Kubernetes Autoscaling with Custom Scaler: Event-Driven Scaling for Queues and Microservices – Part 2

#kubernetes #autoscaling #devops #cloud

In Part 1, we explored KEDA and how it scales your consumers based on queue depth.

But what if:

You have N queues → M consumers
Each queue has different thresholds, min, and max replicas
Each consumer has a different workflow / endpoint

KEDA alone can’t handle this. That’s where a custom autoscaler comes in.

Problem Statement

Example scenario:

Queue	Consumer Deployment	Threshold	Min Pods	Max Pods
x-queue-1	consumer-x-1	100	1	5
x-queue-2	consumer-x-2	50	2	6
y-queue	consumer-y	200	1	10

Each queue has its own processing logic.
Scaling decisions must be independent.
Min/Max replicas can be defined dynamically in a database for flexibility.

Architecture Overview

┌───────────────────────┐
│     Producers          │
│  (Apps push messages   │
│   to queues)           │
└─────────┬─────────────┘
          │
          ▼
 ┌─────────────────┐
 │  Message Broker  │
 │  (Kafka/Rabbit)  │
 └─────────┬────────┘
           │
┌──────────┴──────────┐
▼                     ▼
┌─────────────────────┐       ┌─────────────────────┐
│  Python Exporter    │       │ Prometheus Metrics  │
│ - Reads queue depth │◄─────►│ storage             │
│ - Reads min/max     │       └─────────────────────┘
│   from DB           │
│ - Applies scaling   │
│   logic per queue   │
│ - Calls Kubernetes  │
│   API to scale      │
└─────────┬───────────┘
          │
          ▼
┌─────────────────────────────┐
│ Consumer Deployments         │
│ - pod-deployment-1          │
│ - pod-deployment-2          │
│ - pod-deployment-y          │
└─────────────────────────────┘

Python Example: Custom Scaling with DB Min/Max

from kubernetes import client, config
import requests
import sqlite3  # Example DB; replace with your real DB

# Load in-cluster config
config.load_incluster_config()
apps_v1 = client.AppsV1Api()

# Connect to database containing min/max per consumer
conn = sqlite3.connect('consumer_scaling.db')
cursor = conn.cursor()

# Read scaling config for all consumers
cursor.execute("SELECT consumer_name, queue_name, threshold, min_pods, max_pods FROM scaling_config")
scaling_rules = cursor.fetchall()

# Prometheus endpoint
prometheus_url = "http://prometheus:9090/api/v1/query"

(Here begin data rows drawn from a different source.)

//! Textual similarity between two responses.
//!
//! Uses the Ratcliff/Obershelp "gestalt" ratio: find the longest common
//! substring, recurse on the pieces to its left and right, and score
//! `2 * matched / (len(a) + len(b))`. Lengths are counted in chars.

/// Lowercase, trim and collapse every whitespace run to one space
pub fn normalize_text(text: &str) -> String {
    text.split_whitespace()
        .collect::<Vec<_>>()
        .join(" ")
        .to_lowercase()
}

/// Similarity ratio in `[0, 1]`.
///
/// Symmetric: the arguments are put in a canonical order before matching,
/// so tie-breaking between equally long substrings cannot depend on which
/// side a text was passed on. Two identical strings (including two empty
/// strings) score exactly 1.0.
pub fn similarity(a: &str, b: &str) -> f64 {
    if a == b {
        return 1.0;
    }
    let (a, b) = if a <= b { (a, b) } else { (b, a) };
    let a: Vec<char> = a.chars().collect();
    let b: Vec<char> = b.chars().collect();

    let total = a.len() + b.len();
    if total == 0 {
        return 1.0;
    }
    2.0 * matching_chars(&a, &b) as f64 / total as f64
}

/// Total chars covered by recursively found longest common blocks
fn matching_chars(a: &[char], b: &[char]) -> usize {
    let mut matched = 0;
    let mut pending = vec![(0, a.len(), 0, b.len())];

    while let Some((alo, ahi, blo, bhi)) = pending.pop() {
        let (i, j, k) = longest_match(a, b, alo, ahi, blo, bhi);
        if k == 0 {
            continue;
        }
        matched += k;
        if alo < i && blo < j {
            pending.push((alo, i, blo, j));
        }
        if i + k < ahi && j + k < bhi {
            pending.push((i + k, ahi, j + k, bhi));
        }
    }

    matched
}

/// Longest common block of `a[alo..ahi]` and `b[blo..bhi]` as `(i, j, len)`.
///
/// Ties resolve to the block ending earliest in `a`, then earliest in `b`.
fn longest_match(
    a: &[char],
    b: &[char],
    alo: usize,
    ahi: usize,
    blo: usize,
    bhi: usize,
) -> (usize, usize, usize) {
    let mut best = (alo, blo, 0);
    let width = bhi - blo;
    let mut prev = vec![0usize; width + 1];
    let mut curr = vec![0usize; width + 1];

    for i in alo..ahi {
        for j in blo..bhi {
            let col = j - blo + 1;
            if a[i] == b[j] {
                let len = prev[col - 1] + 1;
                curr[col] = len;
                if len > best.2 {
                    best = (i + 1 - len, j + 1 - len, len);
                }
            } else {
                curr[col] = 0;
            }
        }
        std::mem::swap(&mut prev, &mut curr);
    }

    best
}

#[cfg(test)]
mod tests {
    use super::*;

    #[test]
    fn test_normalize_text() {
        assert_eq!(normalize_text("  The  Answer\n\tis 4. "), "the answer is 4.");
        assert_eq!(normalize_text(""), "");
        assert_eq!(normalize_text(" \n "), "");
    }

    #[test]
    fn test_identity() {
        for text in ["", "4", "the answer is four", "ünïcödé text"] {
            assert_eq!(similarity(text, text), 1.0);
        }
    }

    #[test]
    fn test_known_ratios() {
        assert_eq!(similarity("abcd", "bcde"), 0.75);
        assert_eq!(similarity("abc", "xyz"), 0.0);
        assert_eq!(similarity("", "abc"), 0.0);
    }

    #[test]
    fn test_symmetry_with_ambiguous_ties() {
        // Plain Ratcliff/Obershelp gives 0.25 one way and 0.5 the other
        assert_eq!(similarity("tide", "diet"), similarity("diet", "tide"));
        assert_eq!(similarity("tide", "diet"), 0.5);

        let a = "functional programming composes pure functions";
        let b = "object oriented programming composes objects";
        assert_eq!(similarity(a, b), similarity(b, a));
    }

    #[test]
    fn test_score_is_bounded() {
        let pairs = [
            ("4", "four"),
            ("the answer is 4", "the answer is 4."),
            ("rust", "rusty nails"),
        ];
        for (a, b) in pairs {
            let s = similarity(a, b);
            assert!((0.0..=1.0).contains(&s), "{} out of range", s);
        }
    }

    #[test]
    fn test_near_duplicates_score_high() {
        let a = normalize_text("The answer is 4.");
        let b = normalize_text("the answer is 4");
        assert!(similarity(&a, &b) > 0.9);
    }
}
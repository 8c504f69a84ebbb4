//! Application layer for debate-council
//!
//! This crate contains the backend registry, the debate use case, and the
//! port definitions adapters implement. It depends only on the domain layer.

pub mod ports;
pub mod registry;
pub mod use_cases;

// Re-export commonly used types
pub use ports::{
    backend::{BackendError, TextBackend},
    progress::{DebateProgressNotifier, NoProgress},
    transcript::{NoTranscript, TranscriptEvent, TranscriptLogger},
};
pub use registry::{BackendRegistry, RegistryError};
pub use use_cases::run_debate::{RunDebateError, RunDebateInput, RunDebateUseCase};
pub use use_cases::synthesize::{NO_SYNTHESIS_FALLBACK, Synthesis, synthesize};
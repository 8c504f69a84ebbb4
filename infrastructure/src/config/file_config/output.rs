//! Output and logging configuration from TOML (`[output]`, `[logging]`)

use council_domain::OutputFormat;
use serde::{Deserialize, Serialize};
use std::path::PathBuf;

// Re-export OutputFormat from domain for convenience
pub use council_domain::OutputFormat as FileOutputFormat;

/// Raw output configuration from TOML
#[derive(Debug, Clone, PartialEq, Serialize, Deserialize)]
#[serde(default)]
pub struct FileOutputConfig {
    /// Output format (uses domain type)
    #[serde(skip_serializing_if = "Option::is_none")]
    pub format: Option<OutputFormat>,
    /// Enable colored terminal output
    pub color: bool,
}

impl Default for FileOutputConfig {
    fn default() -> Self {
        Self {
            format: None,
            color: true,
        }
    }
}

/// Raw logging configuration from TOML
#[derive(Debug, Clone, Default, PartialEq, Serialize, Deserialize)]
#[serde(default)]
pub struct FileLoggingConfig {
    /// Directory for daily-rolling diagnostic log files
    #[serde(skip_serializing_if = "Option::is_none")]
    pub dir: Option<PathBuf>,
    /// JSONL transcript file for each debate
    #[serde(skip_serializing_if = "Option::is_none")]
    pub transcript: Option<PathBuf>,
}
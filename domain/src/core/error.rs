//! Domain error types

use thiserror::Error;

/// Domain-level errors
#[derive(Error, Debug, Clone, PartialEq)]
pub enum DomainError {
    #[error("Invalid question: {0}")]
    InvalidQuestion(String),

    #[error("max_rounds must be between 1 and {limit}, got {value}")]
    InvalidRoundLimit { value: u32, limit: u32 },

    #[error("Consensus threshold must be within [0, 1], got {0}")]
    InvalidThreshold(f64),

    #[error("Minimum agreement ratio must be within (0, 1], got {0}")]
    InvalidAgreementRatio(f64),

    #[error("Round {got} recorded out of order (expected round {expected})")]
    RoundOutOfOrder { expected: u32, got: u32 },

    #[error("Round {0} has no responses")]
    EmptyRound(u32),

    #[error("Session already finalized")]
    AlreadyFinalized,
}

#[cfg(test)]
mod tests {
    use super::*;

    #[test]
    fn test_round_limit_display() {
        let error = DomainError::InvalidRoundLimit { value: 0, limit: 10 };
        assert_eq!(error.to_string(), "max_rounds must be between 1 and 10, got 0");
    }
}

for consumer_name, queue_name, threshold, min_pods, max_pods in queue_config:
    # Query current queue depth
    query = f'sum(queue_depth{{queue="{queue_name}"}})'
    resp = requests.get(prometheus_url, params={"query": query}).json()
    queue_depth = float(resp["data"]["result"][0]["value"][1])

    # Calculate desired replicas using custom logic
    desired_replicas = max(min_pods, min(max_pods, int(queue_depth / threshold)))

    # Scale Deployment
    scale = client.V1Scale(spec=client.V1ScaleSpec(replicas=desired_replicas))
    apps_v1.replace_namespaced_deployment_scale(
        name=consumer_name,
        namespace="default",
        body=scale
    )

    print(f"{consumer_name}: queue={queue_depth}, threshold={threshold}, scaled to {desired_replicas} pods")

Notes

threshold is per queue.
min_pods and max_pods are read from a database, making it dynamic.
You can extend logic to include weighted scaling, multiple metrics, or cooldown periods.

Advantages of Custom Autoscaler

Independent scaling per queue
Dynamic min/max replicas from DB — no hardcoding
Multi-metric decisions (queue depth, CPU, DB lag, etc.)
Advanced logic (cooldowns, weighted scaling, prioritization)
Can handle N queues → M consumers mapping flexibly

Trade-offs

Feature	KEDA	Custom Autoscaler
Easy setup	✅	❌ (Python + DB + K8s API)
Independent queue scaling	❌	✅
Multi-metric logic	Limited	✅
DB-driven min/max	❌	✅
Reliability	✅ Battle-tested	⚠️ Managed by you

✅ Takeaways

KEDA is great for simple queue scaling.
For complex microservices with multiple queues, custom autoscaler gives full control.
Using a database for min/max replicas allows dynamic, production-ready scaling policies.
Your custom autoscaler can evolve into a custom HPA/KEDA tailored to your architecture.

💡 Pro Tip:

Start with KEDA for simple cases. Move to a custom autoscaler with DB-defined min/max for multi-queue microservices with complex workflows.